What a creation ...
When Doncaster's mayor and the Labour council wanted to replace a local comprehensive with a new 'academy' sponsored by fundamentalist Christians known to have the enthusiastic backing of Tony Blair, two mothers began a parents' revolt. John Harris reports on an unexpected outcomeSaturday January 15, 2005
The Guardian
Tracy Morton and Kay Wilkinson, from Conisbrough, a sometime mining community not far from Doncaster, have been engaged in a passionate fight against the government, Doncaster's elected Labour mayor and Sir Peter Vardy, a man recently described by the Times Education Supplement as a "Christian fundamentalist car dealer". Their battleground: a schools policy to which the government now pledges heartfelt allegiance, namely the replacement of "bog-standard comprehensives" with the gleaming new creations known as "academies".
In 2001, Northcliffe was inspected by Ofsted and credited with being "a good and improving school". Both that year and the next, the DfES gave Northcliffe a School Achievement Award. In 2003, the school's pupils produced the best SATs and GCSE results in its history. Three months later, however, Northcliffe was placed in Special Measures by the Schools Inspectorate - the category denotes a school that is "failing or likely to fail to give its pupils an acceptable standard of education".
"When we got the report, and we read it, we were just like, 'What school are they on about?'" said Kay. "'Are they really on about Northcliffe?'"
"It was really contradictory," said Tracy. "On the one hand, they were saying the head was providing good leadership, and he'd got the support and loyalty of his staff. But on the other hand, there were faults in his vision and forward planning. They said that the standard of teaching was too low; ridiculously low. Relative to two years previous, it just seemed to have plummeted. So it was quite a shock: it had just got its best ever GCSE results - and it was being put in Special Measures. I was stunned."
Five months after that, Doncaster's local education authority (LEA) unveiled plans to replace Northcliffe with an academy run by a charitable organisation called the Vardy Foundation. The announcement appeared in the pages of the Doncaster Free Press. "The idea was to catch the wave and say, 'You've got a failing school, but look - we're going to give you £23m and a lovely new school,'" said Tracy. "And a lot of people were like, 'Wow - wonderful.' But the paper was also canny enough to say the school would be run by evangelical Christian sponsors."
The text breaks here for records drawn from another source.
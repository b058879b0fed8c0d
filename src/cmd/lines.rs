use clap::Args;
use k2agg::core::PART_II_LINES;
use tabled::{builder::Builder, settings::Style};

#[derive(Args, Debug)]
pub struct LinesCommand {
    /// Output as JSON
    #[arg(long)]
    json: bool,
}

impl LinesCommand {
    pub fn exec(&self) -> anyhow::Result<()> {
        if self.json {
            println!("{}", serde_json::to_string_pretty(PART_II_LINES)?);
            return Ok(());
        }
        let mut builder = Builder::default();
        builder.push_record(["Line", "Description"]);
        for line in PART_II_LINES {
            builder.push_record([line.line_number.to_string(), line.description.to_string()]);
        }
        println!("{}", builder.build().with(Style::rounded()));
        Ok(())
    }
}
Academies, initially known as City Academies, were publicly rolled out in 2000 by David Blunkett, who aimed to use them to replace schools that were either in Special Measures or deemed to be "underachieving". Four years later, the government planted the idea at the core of its education platform for the general election, announcing plans to open up to 200. The idea is roughly this: for a fee of £2m - payable in random instalments - private benefactors are handed effective control of brand new state schools, although the taxpayer meets the lion's share of both building and running costs (which tend to involve an initial sum of at least £20m, and annual payments of around £5m). The relatively small size of their contribution has little bearing on the sponsors' clout: they can appoint the majority of the school's governors and thereby have the crucial say in the appointment of senior management, and shape the school's practices without having to worry about the national curriculum. Stranger still, academies are not bound by national agreements on teachers' pay and conditions.
Among those who had got in early was Sir Peter Vardy, a millionaire car dealer and evangelist from Durham. Under the auspices of the Thatcher government's not entirely dissimilar City Technology Colleges Programme, his Vardy Foundation, run by his brother David, had already seen to the opening of a school called Emmanuel College in Gateshead. Thanks to the City Academies initiative, September 2003 marked the arrival of a second school, the King's Academy in Middlesbrough. The following March, it was ceremonially opened by none other than Tony Blair, who was presented with a Middlesbrough FC shirt bearing his surname. Two weeks later, he enthused about his visit during prime minister's question time. "There is nothing more inspiring," he said, "particularly when one knew the old school that the King's Academy replaced, than to see the brand new buildings, the total commitment of the teachers and staff, and the pupils there eager to learn."
Both Vardy schools certainly lie some distance from the underachieving, anarchic stereotype with which the government maligns the old comprehensive ideal. Buttoned-up, disciplinarian, characterised by an almost corporate efficiency, they outwardly suggest enviable success: every year since 1996, for example, Emmanuel College's GCSE results have put it in the top 12 nonselective British state schools.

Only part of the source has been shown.